Stored data entries

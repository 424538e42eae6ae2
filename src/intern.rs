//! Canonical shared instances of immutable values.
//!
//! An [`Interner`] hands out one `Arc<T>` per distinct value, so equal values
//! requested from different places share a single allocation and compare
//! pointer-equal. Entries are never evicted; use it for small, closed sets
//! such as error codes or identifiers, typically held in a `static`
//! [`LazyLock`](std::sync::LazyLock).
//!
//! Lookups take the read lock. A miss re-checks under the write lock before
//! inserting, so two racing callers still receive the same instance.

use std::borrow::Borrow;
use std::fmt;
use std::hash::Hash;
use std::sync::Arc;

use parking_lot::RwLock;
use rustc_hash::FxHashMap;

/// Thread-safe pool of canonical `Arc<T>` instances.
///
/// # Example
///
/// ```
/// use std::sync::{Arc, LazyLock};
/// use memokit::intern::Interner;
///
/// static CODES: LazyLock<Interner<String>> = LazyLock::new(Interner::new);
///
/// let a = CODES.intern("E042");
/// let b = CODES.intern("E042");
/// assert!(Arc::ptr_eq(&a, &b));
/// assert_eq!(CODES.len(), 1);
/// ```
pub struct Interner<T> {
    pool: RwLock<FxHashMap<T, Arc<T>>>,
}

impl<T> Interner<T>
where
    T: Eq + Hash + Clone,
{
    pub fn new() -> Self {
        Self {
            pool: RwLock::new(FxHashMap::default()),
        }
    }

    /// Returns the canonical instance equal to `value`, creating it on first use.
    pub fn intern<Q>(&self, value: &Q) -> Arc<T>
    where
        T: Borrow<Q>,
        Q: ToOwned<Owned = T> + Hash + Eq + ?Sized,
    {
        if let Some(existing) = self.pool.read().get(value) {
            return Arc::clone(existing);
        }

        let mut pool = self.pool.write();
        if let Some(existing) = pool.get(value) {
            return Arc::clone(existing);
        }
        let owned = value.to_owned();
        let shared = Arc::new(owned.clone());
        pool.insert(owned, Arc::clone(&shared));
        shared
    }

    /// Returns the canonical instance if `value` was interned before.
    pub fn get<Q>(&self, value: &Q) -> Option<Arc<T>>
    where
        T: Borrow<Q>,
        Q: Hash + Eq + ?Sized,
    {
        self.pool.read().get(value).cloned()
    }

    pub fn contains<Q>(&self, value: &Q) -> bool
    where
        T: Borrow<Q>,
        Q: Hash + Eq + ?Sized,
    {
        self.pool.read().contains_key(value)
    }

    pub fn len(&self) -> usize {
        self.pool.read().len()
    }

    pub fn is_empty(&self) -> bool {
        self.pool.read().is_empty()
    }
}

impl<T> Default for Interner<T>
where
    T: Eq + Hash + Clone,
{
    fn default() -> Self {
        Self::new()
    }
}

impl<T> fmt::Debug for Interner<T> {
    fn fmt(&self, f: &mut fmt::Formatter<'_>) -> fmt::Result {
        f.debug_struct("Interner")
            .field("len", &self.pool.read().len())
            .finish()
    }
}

--

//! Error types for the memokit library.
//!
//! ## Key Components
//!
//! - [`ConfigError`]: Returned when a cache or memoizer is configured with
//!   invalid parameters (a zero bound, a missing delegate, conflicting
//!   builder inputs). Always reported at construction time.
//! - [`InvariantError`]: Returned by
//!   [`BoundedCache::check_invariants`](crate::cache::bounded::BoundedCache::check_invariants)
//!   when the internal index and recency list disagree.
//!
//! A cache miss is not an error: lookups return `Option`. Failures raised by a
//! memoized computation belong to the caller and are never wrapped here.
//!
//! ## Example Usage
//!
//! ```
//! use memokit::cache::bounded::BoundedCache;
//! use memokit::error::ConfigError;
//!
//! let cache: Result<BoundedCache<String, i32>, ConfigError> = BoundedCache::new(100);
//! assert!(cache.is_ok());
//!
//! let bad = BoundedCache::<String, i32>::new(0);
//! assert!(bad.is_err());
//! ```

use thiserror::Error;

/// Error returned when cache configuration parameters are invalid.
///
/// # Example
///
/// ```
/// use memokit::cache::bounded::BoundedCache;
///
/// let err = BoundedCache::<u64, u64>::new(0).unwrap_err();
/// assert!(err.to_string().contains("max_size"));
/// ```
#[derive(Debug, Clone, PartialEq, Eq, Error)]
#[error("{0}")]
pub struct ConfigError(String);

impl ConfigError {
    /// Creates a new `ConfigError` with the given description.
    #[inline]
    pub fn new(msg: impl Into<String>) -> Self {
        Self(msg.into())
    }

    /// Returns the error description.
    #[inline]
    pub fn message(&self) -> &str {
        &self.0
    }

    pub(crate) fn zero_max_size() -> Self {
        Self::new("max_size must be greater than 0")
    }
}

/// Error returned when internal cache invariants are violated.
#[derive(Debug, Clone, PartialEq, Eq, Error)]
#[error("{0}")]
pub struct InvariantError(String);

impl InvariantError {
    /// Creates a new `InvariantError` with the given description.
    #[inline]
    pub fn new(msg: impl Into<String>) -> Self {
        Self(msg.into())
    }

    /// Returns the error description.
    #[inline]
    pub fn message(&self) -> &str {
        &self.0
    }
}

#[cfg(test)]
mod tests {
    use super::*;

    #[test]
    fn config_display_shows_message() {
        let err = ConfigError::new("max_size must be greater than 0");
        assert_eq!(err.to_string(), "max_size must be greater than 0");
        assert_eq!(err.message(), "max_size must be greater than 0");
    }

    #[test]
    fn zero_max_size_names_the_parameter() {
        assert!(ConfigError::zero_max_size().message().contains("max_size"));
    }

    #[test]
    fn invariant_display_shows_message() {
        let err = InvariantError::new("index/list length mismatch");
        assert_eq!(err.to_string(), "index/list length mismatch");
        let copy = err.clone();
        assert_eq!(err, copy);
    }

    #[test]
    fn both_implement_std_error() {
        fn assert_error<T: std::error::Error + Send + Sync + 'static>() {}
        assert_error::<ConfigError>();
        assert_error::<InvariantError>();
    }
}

**EXERCISE PROMPT:** Begin at the line above that has "allocation and compare" and stop after the line that has "let shared = Arc::new(owned.clone());", copying each line exactly and adding nothing else.

**REPLY TO THE EXERCISE:**
//! requested from different places share a single allocation and compare
//! pointer-equal. Entries are never evicted; use it for small, closed sets
//! such as error codes or identifiers, typically held in a `static`
//! [`LazyLock`](std::sync::LazyLock).
//!
//! Lookups take the read lock. A miss re-checks under the write lock before
//! inserting, so two racing callers still receive the same instance.

use std::borrow::Borrow;
use std::fmt;
use std::hash::Hash;
use std::sync::Arc;

use parking_lot::RwLock;
use rustc_hash::FxHashMap;

/// Thread-safe pool of canonical `Arc<T>` instances.
///
/// # Example
///
/// ```
/// use std::sync::{Arc, LazyLock};
/// use memokit::intern::Interner;
///
/// static CODES: LazyLock<Interner<String>> = LazyLock::new(Interner::new);
///
/// let a = CODES.intern("E042");
/// let b = CODES.intern("E042");
/// assert!(Arc::ptr_eq(&a, &b));
/// assert_eq!(CODES.len(), 1);
/// ```
pub struct Interner<T> {
    pool: RwLock<FxHashMap<T, Arc<T>>>,
}

impl<T> Interner<T>
where
    T: Eq + Hash + Clone,
{
    pub fn new() -> Self {
        Self {
            pool: RwLock::new(FxHashMap::default()),
        }
    }

    /// Returns the canonical instance equal to `value`, creating it on first use.
    pub fn intern<Q>(&self, value: &Q) -> Arc<T>
    where
        T: Borrow<Q>,
        Q: ToOwned<Owned = T> + Hash + Eq + ?Sized,
    {
        if let Some(existing) = self.pool.read().get(value) {
            return Arc::clone(existing);
        }

        let mut pool = self.pool.write();
        if let Some(existing) = pool.get(value) {
            return Arc::clone(existing);
        }
        let owned = value.to_owned();
        let shared = Arc::new(owned.clone());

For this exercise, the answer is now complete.